Here's the model - anybody got any ideas on how I can replicate that iirridecent green & puple effect he has on his neck?


----------



## rosey_love (Mar 21, 2004)

Great idea, I myself have tried looking for charms, braclets, anything that has a pigeon on it. I agree they are so hard to find but pigeons is an every day bird! Great idea though, when you do come up with the new stufed plush toy you defenetly have to put a picture up! I wish that they made them in Tys though because I used to collect them. You know when you see somthing so beautiful but it seems like there is nothing in the world you can do to copy it or atleast paint or draw it? I think that this is what happens on the breast of a pigeon. The colors are so beautiful but there is nothing in the world you can do to copy it. 

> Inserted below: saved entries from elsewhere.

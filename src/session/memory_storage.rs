use std::collections::HashMap;
use std::sync::Mutex;

use super::{SessionStorage, StorageError};

/// Keeps the session for the lifetime of the process only.
#[derive(Default)]
pub struct MemoryStorage {
    entries: Mutex<HashMap<String, String>>,
}

impl MemoryStorage {
    pub fn new() -> Self {
        Self::default()
    }
}

impl SessionStorage for MemoryStorage {
    fn name(&self) -> &str {
        "memory"
    }

    fn get(&self, key: &str) -> Option<String> {
        self.entries
            .lock()
            .expect("memory storage mutex poisoned")
            .get(key)
            .cloned()
    }

    fn write(&self, entries: &[(&str, Option<&str>)]) -> Result<(), StorageError> {
        let mut map = self.entries.lock().expect("memory storage mutex poisoned");
        for (key, value) in entries {
            match value {
                Some(value) => {
                    map.insert(key.to_string(), value.to_string());
                }
                None => {
                    map.remove(*key);
                }
            }
        }
        Ok(())
    }
}
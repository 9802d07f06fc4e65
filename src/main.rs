use std::io::Write;
use std::path::PathBuf;
use std::sync::Arc;

use async_trait::async_trait;
use campus_session::client::{ApiRequest, AuthClient, ClientHooks, Prompter};
use campus_session::config::{load_config, schema_json, ConfigV1};
use campus_session::models::Credentials;
use campus_session::startup::build_client;
use campus_session::utils::init_logging;
use clap::{Parser, Subcommand};
use http::Method;
use serde_json::Value;
use tokio::io::{AsyncBufReadExt, BufReader};
use tracing::{error, info};

#[derive(Parser)]
#[command(name = "campus-session")]
#[command(about = "Authenticated client for the campus backend")]
#[command(version)]
struct Cli {
    /// Path to the YAML configuration file
    #[arg(short, long, env = "CAMPUS_CONFIG", default_value = "config.yaml")]
    config: PathBuf,

    #[command(subcommand)]
    command: Command,
}

#[derive(Subcommand)]
enum Command {
    /// Print the JSON schema of the configuration file
    Schema,
    /// Sign in and store the session
    Login {
        #[arg(short, long)]
        username: String,
        /// Read from stdin when omitted
        #[arg(short, long, env = "CAMPUS_PASSWORD", hide_env_values = true)]
        password: Option<String>,
    },
    /// Sign out and clear the stored session
    Logout,
    /// Show the signed-in user
    Whoami,
    /// Send an authenticated request and print the payload
    Request {
        /// HTTP method
        #[arg(short = 'X', long, default_value = "GET")]
        method: Method,
        path: String,
        /// JSON request body
        #[arg(short, long)]
        data: Option<String>,
        /// Query parameter as key=value, may be repeated
        #[arg(short, long, value_parser = parse_query_pair)]
        query: Vec<(String, String)>,
    },
}

fn parse_query_pair(raw: &str) -> Result<(String, String), String> {
    raw.split_once('=')
        .map(|(key, value)| (key.to_string(), value.to_string()))
        .ok_or_else(|| format!("expected key=value, got '{}'", raw))
}

/// Asks for acknowledgement on the terminal before the session ends.
struct TerminalPrompter;

#[async_trait]
impl Prompter for TerminalPrompter {
    async fn acknowledge(&self, message: &str) {
        eprint!("{} [press Enter] ", message);
        let _ = std::io::stderr().flush();
        let mut line = String::new();
        let _ = BufReader::new(tokio::io::stdin()).read_line(&mut line).await;
    }
}

#[tokio::main]
async fn main() {
    let cli = Cli::parse();

    // The schema is printed without reading any configuration.
    if let Command::Schema = cli.command {
        if let Err(e) = print_schema() {
            eprintln!("{}", e);
            std::process::exit(1);
        }
        return;
    }

    let config = match load_config(&cli.config) {
        Ok(config) => config,
        Err(e) => {
            eprintln!("{}", e);
            std::process::exit(1);
        }
    };

    if let Err(e) = init_logging(&config.logging) {
        eprintln!("{}", e);
        std::process::exit(1);
    }

    if let Err(e) = run(cli.command, &config).await {
        error!("{}", e);
        std::process::exit(1);
    }
}

async fn run(command: Command, config: &ConfigV1) -> Result<(), String> {
    let mut hooks = ClientHooks::headless(config);
    hooks.prompter = Some(Arc::new(TerminalPrompter));
    let client = build_client(config, hooks)?;

    match command {
        Command::Schema => print_schema(),
        Command::Login { username, password } => {
            let password = match password {
                Some(password) => password,
                None => read_password().await?,
            };
            let user = client
                .login(&Credentials::new(username, password))
                .await
                .map_err(|e| e.to_string())?;
            info!(role = %user.role, "Signed in as {}", user.display_name);
            print_json(&user)
        }
        Command::Logout => {
            client.logout().await;
            Ok(())
        }
        Command::Whoami => whoami(&client).await,
        Command::Request {
            method,
            path,
            data,
            query,
        } => {
            let mut request = query
                .into_iter()
                .fold(ApiRequest::new(method, path), |request, (key, value)| {
                    request.query(key, value)
                });
            if let Some(raw) = data {
                let body: Value =
                    serde_json::from_str(&raw).map_err(|e| format!("Invalid --data JSON: {}", e))?;
                request = request.json(body);
            }
            match client.send_value(request).await {
                Ok(payload) => print_json(&payload),
                Err(e) if e.is_unauthorized() => {
                    Err(format!("{} (run `campus-session login` to sign in)", e))
                }
                Err(e) => Err(e.to_string()),
            }
        }
    }
}

async fn whoami(client: &AuthClient) -> Result<(), String> {
    if !client.session().is_authenticated() {
        return Err("Not signed in".to_string());
    }
    let user = match client.session().user() {
        Some(user) => user,
        None => client.current_user().await.map_err(|e| e.to_string())?,
    };
    print_json(&user)
}

async fn read_password() -> Result<String, String> {
    eprint!("Password: ");
    let _ = std::io::stderr().flush();
    let mut line = String::new();
    BufReader::new(tokio::io::stdin())
        .read_line(&mut line)
        .await
        .map_err(|e| format!("Failed to read password: {}", e))?;
    Ok(line.trim_end_matches(['\r', '\n']).to_string())
}

fn print_schema() -> Result<(), String> {
    println!("{}", schema_json()?);
    Ok(())
}

fn print_json(value: &impl serde::Serialize) -> Result<(), String> {
    let rendered = serde_json::to_string_pretty(value)
        .map_err(|e| format!("Failed to render output: {}", e))?;
    println!("{}", rendered);
    Ok(())
}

By the way, beautiful bird you have there! Hope Gee-Three has an easy time staying still wile modeling for you! Nice work!


----------



## bevslape (Jul 22, 2005)

The idea of a stuffed cuddly toy pigeon is nice. Try a good fabric store. I bet you can find the material for your project.


----------



## upcd (Mar 12, 2005)

*Dinsey*

Might have one coming out with the Villant movie. Possibly try that pearly materal. That might work. Or cross sitich the colors in. Hope all the toys get where there needed.


----------



## Garye (Feb 20, 2005)

You know I've been thinking the same thing for years! A toy stuffed pigeon to carry to bed for some of us who can't have the real thing at home. (OK, so I'm considered too old for things like that, but who cares. I'd just like to have a pigeon watch over me at night.) The animals are so cute they'd make lovely stuffed animals.

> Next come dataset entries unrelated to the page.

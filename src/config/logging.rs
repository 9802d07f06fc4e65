use schemars::JsonSchema;
use serde::{Deserialize, Serialize};

/// LoggingConfig controls how we initialize tracing/logging.
#[derive(Deserialize, Serialize, Debug, Clone, JsonSchema)]
pub struct LoggingConfig {
    #[serde(default = "default_level")]
    pub level: String, // e.g. "info", "debug", "warn"
    #[serde(default = "default_format")]
    pub format: String, // e.g. "json", "console"
    #[serde(default = "default_service_name")]
    pub service_name: String,
    #[serde(default = "default_service_version")]
    pub service_version: String,
}

fn default_level() -> String {
    "info".to_string()
}

fn default_format() -> String {
    "console".to_string()
}

fn default_service_name() -> String {
    env!("CARGO_PKG_NAME").to_string()
}

fn default_service_version() -> String {
    env!("CARGO_PKG_VERSION").to_string()
}

impl Default for LoggingConfig {
    fn default() -> Self {
        Self {
            level: default_level(),
            format: default_format(),
            service_name: default_service_name(),
            service_version: default_service_version(),
        }
    }
}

I think the only reason there aren't any is because of the negative image pigeons have been given.

It's too bad.

I want to try and create a stuffed pigeon toy myself and I've been looking for where I could buy that same plush fabric they use for many stuffed animals but I haven't been able to come across any.


----------



## Maggie-NC (Jun 22, 2005)

Nab, you are a very good person. Boy, I hope you have great luck with the pij plush toy. maggie


----------



## Victor (Dec 18, 2004)

*Something for everyone !*

upcd, You made a very good point about Disney and the Valiant movie pigeopns. They probably will license some company to produce the stars of the movie. 

Bev made a good point about the fabric store.

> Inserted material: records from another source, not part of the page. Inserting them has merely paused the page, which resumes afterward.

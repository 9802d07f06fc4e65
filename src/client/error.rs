//! Client error types

use http::StatusCode;
use thiserror::Error;

use super::notice::NoticeCategory;

/// Every way a call through the client can fail. Errors are `Clone` because
/// a single refresh failure is handed to every request waiting on it.
#[derive(Debug, Clone, Error, PartialEq)]
pub enum ApiError {
    /// The session is gone and could not be renewed
    #[error("Unauthorized: {0}")]
    Unauthorized(String),

    #[error("Forbidden: {0}")]
    Forbidden(String),

    #[error("Resource not found: {0}")]
    NotFound(String),

    /// Any other 4xx
    #[error("Request rejected ({status}): {message}")]
    Rejected { status: u16, message: String },

    #[error("Server error {status}: {message}")]
    Server { status: u16, message: String },

    #[error("Request timed out")]
    Timeout,

    #[error("Backend unreachable: {0}")]
    Offline(String),

    /// The transport succeeded but the envelope carried an error code.
    /// Displays exactly the message the backend sent.
    #[error("{message}")]
    Business { code: i64, message: String },

    #[error("Invalid response: {0}")]
    Decode(String),

    #[error("Failed to encode request body: {0}")]
    Encode(String),

    #[error("Request failed: {0}")]
    Transport(String),

    #[error("Invalid configuration: {0}")]
    Configuration(String),
}

impl ApiError {
    /// Create error from a non-success HTTP status. 401 is not expected
    /// here since it is routed to the refresh logic before this point.
    pub fn from_status(status: StatusCode, message: String) -> Self {
        match status.as_u16() {
            401 => Self::Unauthorized(message),
            403 => Self::Forbidden(message),
            404 => Self::NotFound(message),
            s @ 400..=499 => Self::Rejected { status: s, message },
            s => Self::Server { status: s, message },
        }
    }

    pub fn is_unauthorized(&self) -> bool {
        matches!(self, Self::Unauthorized(_))
    }

    /// The notice shown to the user for this error, if any. Unauthorized
    /// errors navigate away instead of showing a notice.
    pub fn notice_category(&self) -> Option<NoticeCategory> {
        match self {
            Self::Unauthorized(_) | Self::Encode(_) | Self::Configuration(_) => None,
            Self::Forbidden(_) => Some(NoticeCategory::Forbidden),
            Self::NotFound(_) => Some(NoticeCategory::NotFound),
            Self::Rejected { .. } => Some(NoticeCategory::BadRequest),
            Self::Server { .. } | Self::Decode(_) | Self::Transport(_) => {
                Some(NoticeCategory::ServerError)
            }
            Self::Timeout => Some(NoticeCategory::Timeout),
            Self::Offline(_) => Some(NoticeCategory::Offline),
            Self::Business { .. } => Some(NoticeCategory::Business),
        }
    }
}
use std::sync::{Arc, RwLock, RwLockWriteGuard};

use thiserror::Error;
use tracing::{debug, error, info, warn};

use super::base::{
    SessionStorage, ACCESS_TOKEN_KEY, REFRESH_TOKEN_KEY, ROLE_KEY, SESSION_KEYS, USER_PROFILE_KEY,
};
use crate::models::UserProfile;

#[derive(Debug, Error, PartialEq, Eq)]
pub enum SessionError {
    #[error("no active session")]
    NotAuthenticated,
}

/// What the session currently holds. `user` is only ever set while
/// `access_token` is.
#[derive(Debug, Clone, Default, PartialEq)]
pub struct SessionState {
    pub access_token: Option<String>,
    pub refresh_token: Option<String>,
    pub user: Option<UserProfile>,
}

/// The one session object of an application: token store plus the cached
/// profile, written through to a [`SessionStorage`].
///
/// Every mutation updates memory and storage while holding the state lock,
/// so readers never see a half-applied change and storage never holds a
/// partial session.
pub struct AuthSession {
    storage: Arc<dyn SessionStorage>,
    state: RwLock<SessionState>,
}

impl AuthSession {
    /// Rebuilds the session from whatever `storage` holds.
    pub fn restore(storage: Arc<dyn SessionStorage>) -> Self {
        let access_token = storage.get(ACCESS_TOKEN_KEY);
        let refresh_token = storage.get(REFRESH_TOKEN_KEY);
        let user = storage
            .get(USER_PROFILE_KEY)
            .and_then(|raw| match serde_json::from_str::<UserProfile>(&raw) {
                Ok(user) => Some(user),
                Err(e) => {
                    warn!("Discarding unreadable stored user profile: {}", e);
                    None
                }
            });

        let session = Self {
            storage,
            state: RwLock::new(SessionState::default()),
        };

        match access_token {
            Some(access_token) => {
                info!(
                    storage = session.storage.name(),
                    has_refresh_token = refresh_token.is_some(),
                    has_user = user.is_some(),
                    "Restored session"
                );
                *session.write_state() = SessionState {
                    access_token: Some(access_token),
                    refresh_token,
                    user,
                };
            }
            None if refresh_token.is_some() || user.is_some() => {
                warn!("Stored session has no access token; clearing leftovers");
                session.clear();
            }
            None => debug!(storage = session.storage.name(), "No stored session"),
        }

        session
    }

    pub fn access_token(&self) -> Option<String> {
        self.read_state().access_token.clone()
    }

    pub fn refresh_token(&self) -> Option<String> {
        self.read_state().refresh_token.clone()
    }

    pub fn user(&self) -> Option<UserProfile> {
        self.read_state().user.clone()
    }

    pub fn role(&self) -> Option<String> {
        self.read_state()
            .user
            .as_ref()
            .map(|user| user.role.clone())
            .filter(|role| !role.is_empty())
    }

    pub fn is_authenticated(&self) -> bool {
        self.read_state().access_token.is_some()
    }

    pub fn snapshot(&self) -> SessionState {
        self.read_state().clone()
    }

    /// Replaces the access token. `None` ends the session, same as [`clear`](Self::clear).
    pub fn set_access_token(&self, token: Option<String>) {
        match token {
            Some(token) => {
                let mut state = self.write_state();
                self.persist(&[(ACCESS_TOKEN_KEY, Some(&token))]);
                state.access_token = Some(token);
            }
            None => self.clear(),
        }
    }

    /// Stores the outcome of a refresh. The refresh token is only replaced
    /// when the backend rotated it.
    pub fn store_tokens(&self, access_token: String, refresh_token: Option<String>) {
        let mut state = self.write_state();
        match refresh_token {
            Some(refresh_token) => {
                self.persist(&[
                    (ACCESS_TOKEN_KEY, Some(&access_token)),
                    (REFRESH_TOKEN_KEY, Some(&refresh_token)),
                ]);
                state.refresh_token = Some(refresh_token);
            }
            None => self.persist(&[(ACCESS_TOKEN_KEY, Some(&access_token))]),
        }
        state.access_token = Some(access_token);
    }

    /// Starts a new session after login, replacing everything held before.
    pub fn establish(
        &self,
        access_token: String,
        refresh_token: Option<String>,
        user: Option<UserProfile>,
    ) {
        let mut state = self.write_state();
        let profile = user.as_ref().and_then(serialize_profile);
        let role = user
            .as_ref()
            .map(|user| user.role.as_str())
            .filter(|role| !role.is_empty());

        self.persist(&[
            (ACCESS_TOKEN_KEY, Some(&access_token)),
            (REFRESH_TOKEN_KEY, refresh_token.as_deref()),
            (USER_PROFILE_KEY, profile.as_deref()),
            (ROLE_KEY, role),
        ]);

        *state = SessionState {
            access_token: Some(access_token),
            refresh_token,
            user,
        };
    }

    /// Caches the profile of the signed-in user.
    pub fn set_user(&self, user: UserProfile) -> Result<(), SessionError> {
        let mut state = self.write_state();
        if state.access_token.is_none() {
            return Err(SessionError::NotAuthenticated);
        }

        let profile = serialize_profile(&user);
        let role = Some(user.role.as_str()).filter(|role| !role.is_empty());
        self.persist(&[(USER_PROFILE_KEY, profile.as_deref()), (ROLE_KEY, role)]);
        state.user = Some(user);
        Ok(())
    }

    /// Drops tokens and profile, in memory and in storage.
    pub fn clear(&self) {
        let mut state = self.write_state();
        let removals: Vec<(&str, Option<&str>)> = SESSION_KEYS.iter().map(|key| (*key, None)).collect();
        self.persist(&removals);
        *state = SessionState::default();
        debug!("Session cleared");
    }

    fn persist(&self, entries: &[(&str, Option<&str>)]) {
        if let Err(e) = self.storage.write(entries) {
            error!(
                storage = self.storage.name(),
                "Failed to persist session change: {}", e
            );
        }
    }

    fn read_state(&self) -> std::sync::RwLockReadGuard<'_, SessionState> {
        self.state.read().expect("session lock poisoned")
    }

    fn write_state(&self) -> RwLockWriteGuard<'_, SessionState> {
        self.state.write().expect("session lock poisoned")
    }
}

fn serialize_profile(user: &UserProfile) -> Option<String> {
    match serde_json::to_string(user) {
        Ok(raw) => Some(raw),
        Err(e) => {
            error!("Failed to serialize user profile: {}", e);
            None
        }
    }
}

A hobby and crafts store might just have what you are looking for too Nab.

And Garye, one is NEVER too old for a cuddly if it makes one happy. 

Rosey, I was looking in my recently acquired JEDD PIGEON SUPPLY MAGAZINE, and in pages 36-45 are a variety of pigeon collectables with key chains, wall hangings, watches,table figurines, you name it! 

http://www.jedds.com 

And Maggie, I agree with you too that Nab is a good person, but then again so is Garye, you, and EVERYONE associated with Pigeon~Talk!


----------



## Garye (Feb 20, 2005)

You are too Vdog, a very nice person. Hey! I like your pic of your pigeon on your profile page. I too put a pic of a favorite pigeon on my user cp - name's Garye (what else?). It's the only way some of us are allowed to have a pic of our favorite pigeons to represent us other than the avatar.


----------



## Victor (Dec 18, 2004)

Garye, and thank you for your kind words. It was in earlier months explained to me that only moderators have the capabilities of showing a personal pigeon picture as an avatar.Unless the policy is changed by the higher birds, we will have to settle for that, or earn the title?


----------



## pigeonmama (Jan 9, 2005)

I know it would be a lot of work, but applying sequins of different colors would give you what you want, go some of those pretty metallic sequins, or if you can find the hyper-color sequins ( I've only seen them a time or two, and you might have to go hunt through craft stores to find what you want)
Daryl, who hates to sew with a passion, but loves to cross stitch  
and knit.


----------